At the start of my trip, my blog posts ran two days behind my travels; now, thanks to a lack of time and cell service in Yosemite Valley, I’m up to four. It’s tricky, managing the flow of two separate timelines. Both are equally real to me; I’m seeing double, glitching space-time.
Cognitive scientists Daniel Kahneman and Amos Tversky have written extensively about the Experiencing Self vs the Remembering Self. We experience life as a succession of moments—around 500 million in a 70-year life, if the measure of a “moment” is three seconds. At any moment, our rich individual pasts and infinite possible futures form an hourglass of human experience. At the center, where the sands of time flow, is a present singularity that never stands still. The sands twist and writhe in a blur. As fast as a moment arrives, it disappears forever. There is something haunting and tragic about this, the succession of ungraspable moments that wink out of existence the instant they are born. The fragile, ghostlike Experiencing Self dwells in this instability.

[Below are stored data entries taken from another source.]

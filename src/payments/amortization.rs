use rust_decimal::Decimal;
use serde::{Deserialize, Serialize};

use crate::decimal::{Money, Rate};
use crate::errors::{Result, ScheduleError};

/// principal and interest parts of one scheduled installment
#[derive(Debug, Clone, Copy, PartialEq, Eq, Serialize, Deserialize)]
pub struct InstallmentSplit {
    pub installment: u32,
    pub principal: Money,
    pub interest: Money,
}

impl InstallmentSplit {
    pub fn total(&self) -> Money {
        self.principal + self.interest
    }
}

fn overflow(operation: &str) -> ScheduleError {
    ScheduleError::CalculationError {
        message: format!("{operation} overflowed the decimal range"),
    }
}

fn mul(a: Decimal, b: Decimal, operation: &str) -> Result<Decimal> {
    a.checked_mul(b).ok_or_else(|| overflow(operation))
}

fn div(a: Decimal, b: Decimal, operation: &str) -> Result<Decimal> {
    a.checked_div(b).ok_or_else(|| overflow(operation))
}

/// (1 + r)^n by iteration
fn compound_factor(rate: Decimal, periods: u32) -> Result<Decimal> {
    let base = Decimal::ONE + rate;
    let mut factor = Decimal::ONE;
    for _ in 0..periods {
        factor = mul(factor, base, "compound factor")?;
    }
    Ok(factor)
}

/// level payment per period, spreadsheet PMT with fv = 0 and payments at period end.
/// `pv` is signed as a cash flow: pass `-principal` for a positive payment.
pub fn pmt(rate: Decimal, nper: u32, pv: Decimal) -> Result<Decimal> {
    if nper == 0 {
        return Ok(-pv);
    }
    if rate.is_zero() {
        return Ok(-pv / Decimal::from(nper));
    }
    let factor = compound_factor(rate, nper)?;
    let numerator = mul(mul(pv, rate, "PMT")?, factor, "PMT")?;
    Ok(-div(numerator, factor - Decimal::ONE, "PMT")?)
}

/// interest part of payment `per` (1-based), spreadsheet IPMT with fv = 0
pub fn ipmt(rate: Decimal, per: u32, nper: u32, pv: Decimal) -> Result<Decimal> {
    if rate.is_zero() || per == 0 {
        return Ok(Decimal::ZERO);
    }
    let payment = pmt(rate, nper, pv)?;
    let factor = compound_factor(rate, per - 1)?;
    // signed balance before payment `per`
    let accumulated = div(mul(payment, factor - Decimal::ONE, "IPMT")?, rate, "IPMT")?;
    let balance = mul(pv, factor, "IPMT")?
        .checked_add(accumulated)
        .ok_or_else(|| overflow("IPMT"))?;
    Ok(-mul(balance, rate, "IPMT")?)
}

/// principal part of payment `per` (1-based), spreadsheet PPMT with fv = 0
pub fn ppmt(rate: Decimal, per: u32, nper: u32, pv: Decimal) -> Result<Decimal> {
    pmt(rate, nper, pv)?
        .checked_sub(ipmt(rate, per, nper, pv)?)
        .ok_or_else(|| overflow("PPMT"))
}

/// equal-principal installment, rounded half up to cents
pub fn equal_principal_installment(principal: Money, term_count: u32) -> Result<Money> {
    if term_count == 0 {
        return Err(ScheduleError::InvalidTermCount { term_count });
    }
    Ok((principal / Decimal::from(term_count)).round_half_up(2))
}

/// split of level-payment installment `installment` (1-based) at a monthly rate of
/// `annual_rate / 12`, each part rounded half up to cents
pub fn level_payment_split(
    principal: Money,
    annual_rate: Rate,
    installment: u32,
    term_count: u32,
) -> Result<InstallmentSplit> {
    if installment == 0 || installment > term_count {
        return Err(ScheduleError::CalculationError {
            message: format!("installment {installment} outside 1..={term_count}"),
        });
    }
    let rate = annual_rate.monthly_rate().as_decimal();
    let pv = -principal.as_decimal();

    Ok(InstallmentSplit {
        installment,
        principal: Money::from_decimal(ppmt(rate, installment, term_count, pv)?).round_half_up(2),
        interest: Money::from_decimal(ipmt(rate, installment, term_count, pv)?).round_half_up(2),
    })
}
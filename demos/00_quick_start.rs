/// quick start - schedule for one interest-only loan
use loan_schedule_rs::chrono::NaiveDate;
use loan_schedule_rs::{compute_schedule, LoanTerms, Money, Rate, RepaymentMethod, ScheduleView};

fn main() -> Result<(), Box<dyn std::error::Error>> {
    tracing_subscriber::fmt()
        .with_env_filter(std::env::var("RUST_LOG").unwrap_or_else(|_| "info".into()))
        .init();

    // 100,000 at 12% for 12 monthly cycles, billed on the 21st
    let terms = LoanTerms::builder()
        .principal(Money::from_major(100_000))
        .nominal_rate(Rate::from_percentage(12))
        .overdue_rate(Rate::from_percentage(18))
        .term_count(12)
        .start_date(NaiveDate::from_ymd_opt(2024, 1, 21).ok_or("bad date")?)
        .maturity_date(NaiveDate::from_ymd_opt(2025, 1, 21).ok_or("bad date")?)
        .repayment_method(RepaymentMethod::InterestOnly)
        .as_of(NaiveDate::from_ymd_opt(2024, 7, 21).ok_or("bad date")?)
        .build()?;

    let schedule = compute_schedule(&terms, &[])?;

    for period in &schedule.periods {
        println!(
            "{:>20}  {} -> {}  days {:>3}  interest {:>10}",
            period.label.to_string(),
            period.start_date,
            period.end_date,
            period.due_days,
            period.due_interest.round_half_up(2),
        );
    }
    println!("payoff total: {}", schedule.payoff.total.round_half_up(2));

    println!("{}", ScheduleView::from_schedule(&schedule).to_json_pretty()?);

    Ok(())
}
use crate::decimal::{Money, Rate};
use crate::interest::{AccrualEngine, AccrualWindow, DayCountConvention, InterestCalculation, InterestCalculator};

/// engine for penalty interest on principal left unpaid
#[derive(Debug, Clone, Copy)]
pub struct PenaltyEngine {
    accrual: AccrualEngine,
    pub overdue_rate: Rate,
}

impl PenaltyEngine {
    pub fn new(convention: DayCountConvention, overdue_rate: Rate) -> Self {
        Self {
            accrual: AccrualEngine::new(convention),
            overdue_rate,
        }
    }

    /// penalty interest on `unpaid_principal` across the window, always at the overdue rate
    pub fn calculate_penalty(&self, unpaid_principal: Money, window: &AccrualWindow) -> InterestCalculation {
        let window = AccrualWindow {
            rate: self.overdue_rate,
            ..*window
        };
        self.accrual.calculate_interest(unpaid_principal, &window)
    }

    /// penalty left after paid overdue interest has first settled compound interest
    pub fn outstanding_penalty(&self, total_penalty: Money, total_compound: Money, paid_overdue: Money) -> Money {
        if total_compound >= paid_overdue {
            total_penalty
        } else {
            total_penalty - (paid_overdue - total_compound)
        }
    }
}

impl InterestCalculator for PenaltyEngine {
    fn calculate_interest(&self, base: Money, window: &AccrualWindow) -> InterestCalculation {
        self.calculate_penalty(base, window)
    }

    fn get_daily_rate(&self, annual_rate: Rate) -> Rate {
        self.accrual.get_daily_rate(annual_rate)
    }
}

The elusive nature of present experience means that we spend most of our time as a Remembering Self. This more stable, permanent self gives us solid purchase in the world, but living in remembrance comes at a price: our experience is already distilled, reduced, compressed into memories. What our brains store and retrieve is imperfect, not wholly reliable, and filtered through the interconnected web of every other past experience. This is the subject of Kahneman’s and Tversky’s research on this front: the cognitive distortions that drive a wedge between a present moment and our memory of it.
A well-lived life thus entails hard inner work on two fronts: training ourselves to live more fully in the present, and becoming better custodians of our own past.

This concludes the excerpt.